### Exercise goal
Search the records for the string "Parser" and report how many lines contain it, with nothing else.

### Supplied information
= = =

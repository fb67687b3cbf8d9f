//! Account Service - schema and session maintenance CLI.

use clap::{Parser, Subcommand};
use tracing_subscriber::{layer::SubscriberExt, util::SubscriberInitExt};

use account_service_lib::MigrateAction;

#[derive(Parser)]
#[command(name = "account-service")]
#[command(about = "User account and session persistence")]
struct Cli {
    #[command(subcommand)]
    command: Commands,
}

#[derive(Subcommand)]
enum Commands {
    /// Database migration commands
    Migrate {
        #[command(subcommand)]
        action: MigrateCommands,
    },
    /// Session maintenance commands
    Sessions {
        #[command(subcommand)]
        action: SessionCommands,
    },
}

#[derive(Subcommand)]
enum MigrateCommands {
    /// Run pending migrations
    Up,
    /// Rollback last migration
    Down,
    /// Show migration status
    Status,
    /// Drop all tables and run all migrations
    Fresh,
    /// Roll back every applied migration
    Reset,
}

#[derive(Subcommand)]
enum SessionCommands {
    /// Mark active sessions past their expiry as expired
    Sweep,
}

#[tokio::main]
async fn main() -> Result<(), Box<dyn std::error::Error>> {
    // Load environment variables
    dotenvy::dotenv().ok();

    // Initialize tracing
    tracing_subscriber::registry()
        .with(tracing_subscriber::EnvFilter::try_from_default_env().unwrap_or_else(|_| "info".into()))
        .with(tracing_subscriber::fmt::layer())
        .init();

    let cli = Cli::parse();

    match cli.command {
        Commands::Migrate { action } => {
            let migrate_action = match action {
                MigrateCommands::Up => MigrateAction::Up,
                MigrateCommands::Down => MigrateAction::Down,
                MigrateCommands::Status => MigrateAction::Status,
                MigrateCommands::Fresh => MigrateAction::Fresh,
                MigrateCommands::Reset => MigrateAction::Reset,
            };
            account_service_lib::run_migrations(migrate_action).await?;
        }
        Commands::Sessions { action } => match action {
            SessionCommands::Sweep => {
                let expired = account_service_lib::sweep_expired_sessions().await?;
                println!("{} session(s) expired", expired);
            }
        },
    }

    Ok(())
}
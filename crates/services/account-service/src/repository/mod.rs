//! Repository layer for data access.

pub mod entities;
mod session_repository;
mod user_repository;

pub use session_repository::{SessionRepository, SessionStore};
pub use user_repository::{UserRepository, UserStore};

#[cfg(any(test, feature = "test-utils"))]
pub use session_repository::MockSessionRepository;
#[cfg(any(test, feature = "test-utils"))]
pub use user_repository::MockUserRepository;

= = =

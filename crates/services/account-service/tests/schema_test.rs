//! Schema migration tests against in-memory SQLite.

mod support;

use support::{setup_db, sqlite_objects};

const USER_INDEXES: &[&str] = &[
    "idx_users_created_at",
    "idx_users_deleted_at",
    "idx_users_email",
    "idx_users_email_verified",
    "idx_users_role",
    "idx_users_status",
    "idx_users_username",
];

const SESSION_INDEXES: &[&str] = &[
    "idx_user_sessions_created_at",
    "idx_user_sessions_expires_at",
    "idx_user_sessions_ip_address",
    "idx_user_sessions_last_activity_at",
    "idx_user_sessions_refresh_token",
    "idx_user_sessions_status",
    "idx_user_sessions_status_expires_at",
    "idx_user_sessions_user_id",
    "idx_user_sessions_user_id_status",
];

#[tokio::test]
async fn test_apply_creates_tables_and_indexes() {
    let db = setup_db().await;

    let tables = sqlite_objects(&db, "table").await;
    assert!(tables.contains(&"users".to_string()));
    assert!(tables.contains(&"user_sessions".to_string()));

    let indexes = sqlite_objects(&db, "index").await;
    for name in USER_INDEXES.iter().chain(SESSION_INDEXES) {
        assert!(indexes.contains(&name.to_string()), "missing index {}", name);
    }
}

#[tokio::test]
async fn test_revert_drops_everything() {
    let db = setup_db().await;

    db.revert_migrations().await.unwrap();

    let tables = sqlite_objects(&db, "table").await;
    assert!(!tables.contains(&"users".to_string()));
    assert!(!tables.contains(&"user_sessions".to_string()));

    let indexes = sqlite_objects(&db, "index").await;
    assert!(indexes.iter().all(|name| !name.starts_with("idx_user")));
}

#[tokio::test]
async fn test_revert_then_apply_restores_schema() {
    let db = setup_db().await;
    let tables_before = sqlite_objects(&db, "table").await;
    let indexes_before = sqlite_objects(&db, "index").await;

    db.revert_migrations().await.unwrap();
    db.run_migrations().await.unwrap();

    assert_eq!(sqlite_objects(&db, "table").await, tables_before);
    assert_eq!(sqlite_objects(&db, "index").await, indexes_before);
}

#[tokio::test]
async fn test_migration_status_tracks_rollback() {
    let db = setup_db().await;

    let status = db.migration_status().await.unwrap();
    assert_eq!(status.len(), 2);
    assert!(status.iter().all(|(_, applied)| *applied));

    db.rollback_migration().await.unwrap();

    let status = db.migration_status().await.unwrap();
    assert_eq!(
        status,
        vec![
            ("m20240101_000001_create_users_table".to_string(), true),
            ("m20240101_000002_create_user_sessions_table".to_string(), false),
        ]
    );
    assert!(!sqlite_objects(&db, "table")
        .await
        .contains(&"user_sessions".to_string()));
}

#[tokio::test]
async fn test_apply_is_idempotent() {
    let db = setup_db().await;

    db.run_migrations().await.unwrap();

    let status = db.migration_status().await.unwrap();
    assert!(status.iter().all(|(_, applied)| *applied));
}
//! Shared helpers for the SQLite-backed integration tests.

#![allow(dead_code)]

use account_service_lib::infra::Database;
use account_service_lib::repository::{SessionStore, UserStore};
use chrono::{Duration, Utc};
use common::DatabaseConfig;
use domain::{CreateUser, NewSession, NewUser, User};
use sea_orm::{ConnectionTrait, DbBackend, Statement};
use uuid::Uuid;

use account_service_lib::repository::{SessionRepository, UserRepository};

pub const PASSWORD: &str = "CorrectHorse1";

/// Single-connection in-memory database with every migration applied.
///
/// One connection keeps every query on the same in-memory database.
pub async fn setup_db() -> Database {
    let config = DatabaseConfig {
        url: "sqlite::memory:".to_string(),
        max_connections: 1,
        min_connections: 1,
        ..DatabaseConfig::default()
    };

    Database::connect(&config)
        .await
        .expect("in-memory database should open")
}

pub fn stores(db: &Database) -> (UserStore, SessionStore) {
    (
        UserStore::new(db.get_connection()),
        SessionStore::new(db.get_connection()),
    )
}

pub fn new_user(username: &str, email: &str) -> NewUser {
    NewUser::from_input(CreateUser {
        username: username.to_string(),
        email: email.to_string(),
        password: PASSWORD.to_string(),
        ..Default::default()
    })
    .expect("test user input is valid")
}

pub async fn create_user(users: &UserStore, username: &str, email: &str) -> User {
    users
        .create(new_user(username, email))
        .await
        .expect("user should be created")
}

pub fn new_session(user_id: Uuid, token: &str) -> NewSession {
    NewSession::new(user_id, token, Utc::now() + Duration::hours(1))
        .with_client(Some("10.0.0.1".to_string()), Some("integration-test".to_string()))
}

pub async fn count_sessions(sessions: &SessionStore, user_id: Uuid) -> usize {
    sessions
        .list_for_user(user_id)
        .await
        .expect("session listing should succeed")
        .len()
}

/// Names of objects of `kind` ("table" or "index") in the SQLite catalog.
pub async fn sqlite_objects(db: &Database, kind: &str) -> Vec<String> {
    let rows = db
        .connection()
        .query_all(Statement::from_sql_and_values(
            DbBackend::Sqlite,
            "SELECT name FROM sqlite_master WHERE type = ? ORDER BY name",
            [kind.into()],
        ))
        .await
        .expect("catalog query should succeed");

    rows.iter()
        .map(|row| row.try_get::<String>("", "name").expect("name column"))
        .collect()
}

= = =

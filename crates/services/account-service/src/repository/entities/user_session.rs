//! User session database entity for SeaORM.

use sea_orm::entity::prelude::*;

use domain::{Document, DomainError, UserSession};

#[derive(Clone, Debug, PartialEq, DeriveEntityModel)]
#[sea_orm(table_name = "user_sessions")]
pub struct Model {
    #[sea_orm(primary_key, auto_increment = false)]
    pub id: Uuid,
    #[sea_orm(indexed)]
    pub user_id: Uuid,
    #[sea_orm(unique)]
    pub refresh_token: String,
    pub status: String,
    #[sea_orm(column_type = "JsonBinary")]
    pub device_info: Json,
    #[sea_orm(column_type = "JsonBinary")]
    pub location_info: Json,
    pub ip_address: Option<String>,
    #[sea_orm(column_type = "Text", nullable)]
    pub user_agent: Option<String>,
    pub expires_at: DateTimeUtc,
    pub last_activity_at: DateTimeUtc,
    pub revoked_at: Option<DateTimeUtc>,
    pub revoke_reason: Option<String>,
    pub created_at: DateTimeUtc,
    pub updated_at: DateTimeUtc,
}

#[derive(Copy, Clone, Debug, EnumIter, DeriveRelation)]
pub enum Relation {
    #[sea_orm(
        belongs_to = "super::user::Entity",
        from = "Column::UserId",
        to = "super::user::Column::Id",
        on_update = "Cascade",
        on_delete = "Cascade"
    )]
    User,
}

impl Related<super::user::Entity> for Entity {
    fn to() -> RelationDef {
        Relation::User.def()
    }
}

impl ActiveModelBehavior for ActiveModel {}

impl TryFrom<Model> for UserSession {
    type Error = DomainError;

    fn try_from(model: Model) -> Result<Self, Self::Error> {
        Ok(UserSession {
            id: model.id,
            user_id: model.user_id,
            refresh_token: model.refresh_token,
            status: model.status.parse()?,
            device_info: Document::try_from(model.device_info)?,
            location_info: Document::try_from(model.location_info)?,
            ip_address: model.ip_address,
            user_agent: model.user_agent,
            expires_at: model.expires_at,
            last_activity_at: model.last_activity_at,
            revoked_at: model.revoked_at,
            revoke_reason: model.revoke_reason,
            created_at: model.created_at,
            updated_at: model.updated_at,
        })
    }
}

= = =

### Task result
2